# WORK TO BE COMPLETED:
Please write out exactly the lines of the data below from the line holding "AttendanceError(String), // error" through the line holding "by every dataset.", and leave out the rest.

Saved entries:

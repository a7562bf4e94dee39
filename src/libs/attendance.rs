use super::text_enum::text_enum;
use chrono::NaiveDate;
use rusqlite::Row;
use serde::{Deserialize, Serialize};

text_enum! {
    #[derive(Debug, Clone, Copy, PartialEq, Eq, Serialize, Deserialize, clap::ValueEnum)]
    pub enum AttendanceStatus {
        Present => "Present",
        Absent => "Absent",
    }
}

/// A single attendance mark to be written; the (student, date) pair is the key.
#[derive(Debug, Clone, PartialEq)]
pub struct AttendanceMark {
    pub student_id: String,
    pub course_id: i64,
    pub date: NaiveDate,
    pub status: AttendanceStatus,
    pub remarks: Option<String>,
}

impl AttendanceMark {
    pub fn new(student_id: &str, course_id: i64, date: NaiveDate, status: AttendanceStatus) -> Self {
        Self {
            student_id: student_id.to_string(),
            course_id,
            date,
            status,
            remarks: None,
        }
    }

    pub fn with_remarks(mut self, remarks: &str) -> Self {
        self.remarks = Some(remarks.to_string());
        self
    }
}

/// One student's line in a roll call; course and date are shared by the call.
#[derive(Debug, Clone, PartialEq)]
pub struct RollCallMark {
    pub student_id: String,
    pub status: AttendanceStatus,
    pub remarks: Option<String>,
}

impl RollCallMark {
    pub fn new(student_id: &str, status: AttendanceStatus) -> Self {
        Self {
            student_id: student_id.to_string(),
            status,
            remarks: None,
        }
    }

    pub fn into_mark(self, course_id: i64, date: NaiveDate) -> AttendanceMark {
        AttendanceMark {
            student_id: self.student_id,
            course_id,
            date,
            status: self.status,
            remarks: self.remarks,
        }
    }
}

/// Stored attendance row joined with the student's name and the course name.
#[derive(Debug, Clone, PartialEq, Serialize)]
pub struct AttendanceRecord {
    pub attendance_id: i64,
    pub student_id: String,
    pub course_id: i64,
    pub date: NaiveDate,
    pub status: AttendanceStatus,
    pub remarks: Option<String>,
    pub first_name: String,
    pub last_name: String,
    pub course_name: String,
}

impl AttendanceRecord {
    pub(crate) fn from_row(row: &Row) -> rusqlite::Result<Self> {
        Ok(Self {
            attendance_id: row.get("attendance_id")?,
            student_id: row.get("student_id")?,
            course_id: row.get("course_id")?,
            date: row.get("attendance_date")?,
            status: row.get("status")?,
            remarks: row.get("remarks")?,
            first_name: row.get("first_name")?,
            last_name: row.get("last_name")?,
            course_name: row.get("course_name")?,
        })
    }
}

/// Flattened attendance line used by range reports and exports.
#[derive(Debug, Clone, PartialEq, Serialize)]
pub struct AttendanceReportRow {
    pub student_id: String,
    pub student_name: String,
    pub course_name: String,
    pub date: NaiveDate,
    pub status: AttendanceStatus,
    pub remarks: Option<String>,
}

impl AttendanceReportRow {
    pub(crate) fn from_row(row: &Row) -> rusqlite::Result<Self> {
        Ok(Self {
            student_id: row.get("student_id")?,
            student_name: row.get("student_name")?,
            course_name: row.get("course_name")?,
            date: row.get("attendance_date")?,
            status: row.get("status")?,
            remarks: row.get("remarks")?,
        })
    }
}
use std::env::consts::OS;
use std::env::var;
use std::fs;
use std::io;
use std::path::{Path, PathBuf};

pub const APP_NAME: &str = "institute";

/// Platform application-data directory holding the config file, the default
/// database and the assets tree.
#[derive(Debug, Clone)]
pub struct DataStorage {
    base_path: PathBuf,
}

impl DataStorage {
    pub fn new() -> Self {
        let base_path = match OS {
            "windows" => var("LOCALAPPDATA").unwrap_or_else(|_| ".".into()),
            "macos" => var("HOME").unwrap_or_else(|_| ".".into()) + "/Library/Application Support",
            _ => var("HOME").unwrap_or_else(|_| ".".into()) + "/.local/share",
        };

        Self {
            base_path: Path::new(&base_path).join(APP_NAME),
        }
    }

    /// Storage rooted somewhere other than the platform default.
    pub fn at(base_path: impl Into<PathBuf>) -> Self {
        Self { base_path: base_path.into() }
    }

    pub fn base_path(&self) -> &Path {
        &self.base_path
    }

    /// Path of `file_name` inside the storage directory, creating the directory if needed.
    pub fn get_path(&self, file_name: &str) -> io::Result<PathBuf> {
        if !self.base_path.exists() {
            fs::create_dir_all(&self.base_path)?;
        }
        Ok(self.base_path.join(file_name))
    }
}

impl Default for DataStorage {
    fn default() -> Self {
        Self::new()
    }
}
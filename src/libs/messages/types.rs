#[derive(Debug, Clone, PartialEq)]
pub enum Message {
    // === STUDENT MESSAGES ===
    StudentAdded,
    StudentUpdated,
    StudentDeleted,
    StudentDuplicate(String),     // constraint detail
    StudentAddFailed(String),     // error
    StudentUpdateFailed(String),  // error
    StudentDeleteFailed(String),  // error
    StudentNotFound(String),      // student id
    StudentIdGenerated(String),   // student id
    StudentIdSequenceExhausted(i32), // year
    StudentPhotoStored(String),   // path
    StudentPhotoCleanupFailed(String, String), // path, error
    MissingStudentField(String),  // flag name
    StudentListHeader,
    StudentSearchResults(String), // query
    NoStudentsFound,
    ConfirmDeleteStudent(String), // student id

    // === COURSE MESSAGES ===
    CourseAdded,
    CourseUpdated,
    CourseDeleted,
    CourseAlreadyExists,
    CourseError(String), // error
    CourseNotFound(String),
    CourseListHeader,
    NoCoursesFound,
    ConfirmDeleteCourse(String), // course name

    // === ATTENDANCE MESSAGES ===
    AttendanceMarked,
    AttendanceError(String), // error
    AttendanceHeader(String), // date
    AttendanceRangeHeader(String, String), // start, end
    NoAttendanceFound,
    NoStudentsInCourse(String), // course name
    RollCallSummary(usize, usize), // succeeded, total
    StudentAttendanceRate(String, f64), // student id, rate
    CourseAttendanceRate(String, f64),  // course name, rate
    DateAttendanceRate(String, f64),    // date, rate
    RangeAttendanceRate(String, String, f64), // start, end, rate

    // === USER MESSAGES ===
    UserRegistered,
    UserAlreadyExists,
    UserError(String), // error
    PasswordUpdated,
    PasswordUpdateFailed(String), // error
    EmailNotRegistered,
    LoginSucceeded(String), // display name
    LoginFailed,
    AllFieldsRequired,
    PasswordsDoNotMatch,
    PasswordTooShort(usize), // minimum length
    PromptPassword,
    PromptConfirmPassword,

    // === DASHBOARD MESSAGES ===
    DashboardHeader,
    StudentsByCourseHeader,
    MonthlyAdmissionsHeader,

    // === CONFIGURATION MESSAGES ===
    ConfigSaved,
    ConfigLoaded,
    ConfigParseError,

    // === EXPORT MESSAGES ===
    ExportingData(String, String), // data type, format
    ExportCompleted(String),       // path
    NoDataToExport(String),        // data type

    // === DATABASE MESSAGES ===
    DbConnectionFailed(String), // error
    DbProvisioned(String),      // path
    DbRowSkipped(String, String), // entity, error
    InvalidDate(String),
    InvalidDateRange(String, String),

    // === MIGRATION MESSAGES ===
    MigrationsFound(usize),        // count
    RunningMigration(u32, String), // version, name
    MigrationCompleted(u32),       // version
    MigrationFailed(u32, String),  // version, error
    AllMigrationsCompleted,
    DatabaseUpToDate,

    // === GENERAL MESSAGES ===
    OperationCancelled,
    NoRecordMatched,
}
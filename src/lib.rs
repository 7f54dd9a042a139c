//! Open X-Embodiment dataset preprocessing.
//!
//! This crate defines:
//! - [`StepProcessor`]: the per-dataset contract turning a raw step into the unified schema.
//! - [`roboturk::Roboturk`]: the RoboTurk implementation.
//! - [`action`]: the 8-channel arm-action schema shared by every dataset.
//! - [`dataset`]: a directory-backed episode source.
//! - [`pipeline::Preprocessor`]: the driver that inspects or converts a dataset.

pub mod action;
pub mod config;
pub mod dataset;
pub mod error;
pub mod geometry;
pub mod instruction;
pub mod pipeline;
pub mod roboturk;
pub mod step;

pub use action::{ArmAction, RawAction, ARM_ACTION_CHANNELS, ARM_ACTION_FORMAT, ARM_CONCAT_LEN};
pub use config::{InspectConfig, MalformedStepPolicy, PreprocessConfig};
pub use dataset::{dataset_to_path, DatasetReader};
pub use error::{PreprocessError, Result};
pub use geometry::{euler_to_quaternion, quaternion_to_euler};
pub use instruction::{clean_task_instruction, ReplacementTable};
pub use pipeline::{Preprocessor, RunSummary};
pub use step::{Episode, StepRecord};

/// Converts one dataset's native step encoding into the unified arm-action
/// schema and cleans its instruction.
///
/// Implementations are stateless: each step is handled on its own, so a caller
/// may fan steps out across threads.
pub trait StepProcessor: Send + Sync {
    /// Directory name of the dataset this processor understands.
    fn dataset_name(&self) -> &str;

    /// Adds `terminate`, `arm_concat` and `format` to the step's action and
    /// replaces its instruction with the cleaned text.
    ///
    /// Every input is validated before anything is written.
    fn process_step(&self, step: StepRecord) -> Result<StepRecord>;
}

# WRITTEN RESPONSE:
    AttendanceError(String), // error
    AttendanceHeader(String), // date
    AttendanceRangeHeader(String, String), // start, end
    NoAttendanceFound,
    NoStudentsInCourse(String), // course name
    RollCallSummary(usize, usize), // succeeded, total
    StudentAttendanceRate(String, f64), // student id, rate
    CourseAttendanceRate(String, f64),  // course name, rate
    DateAttendanceRate(String, f64),    // date, rate
    RangeAttendanceRate(String, String, f64), // start, end, rate

    // === USER MESSAGES ===
    UserRegistered,
    UserAlreadyExists,
    UserError(String), // error
    PasswordUpdated,
    PasswordUpdateFailed(String), // error
    EmailNotRegistered,
    LoginSucceeded(String), // display name
    LoginFailed,
    AllFieldsRequired,
    PasswordsDoNotMatch,
    PasswordTooShort(usize), // minimum length
    PromptPassword,
    PromptConfirmPassword,

    // === DASHBOARD MESSAGES ===
    DashboardHeader,
    StudentsByCourseHeader,
    MonthlyAdmissionsHeader,

    // === CONFIGURATION MESSAGES ===
    ConfigSaved,
    ConfigLoaded,
    ConfigParseError,

    // === EXPORT MESSAGES ===
    ExportingData(String, String), // data type, format
    ExportCompleted(String),       // path
    NoDataToExport(String),        // data type

    // === DATABASE MESSAGES ===
    DbConnectionFailed(String), // error
    DbProvisioned(String),      // path
    DbRowSkipped(String, String), // entity, error
    InvalidDate(String),
    InvalidDateRange(String, String),

    // === MIGRATION MESSAGES ===
    MigrationsFound(usize),        // count
    RunningMigration(u32, String), // version, name
    MigrationCompleted(u32),       // version
    MigrationFailed(u32, String),  // version, error
    AllMigrationsCompleted,
    DatabaseUpToDate,

    // === GENERAL MESSAGES ===
    OperationCancelled,
    NoRecordMatched,
}
filename src/lib.rs
repository 7f54dd9a042a139c
//! Open X-Embodiment dataset preprocessing.
//!
//! This crate defines:
//! - [`StepProcessor`]: the per-dataset contract turning a raw step into the unified schema.
//! - [`roboturk::Roboturk`]: the RoboTurk implementation.
//! - [`action`]: the 8-channel arm-action schema shared by every dataset.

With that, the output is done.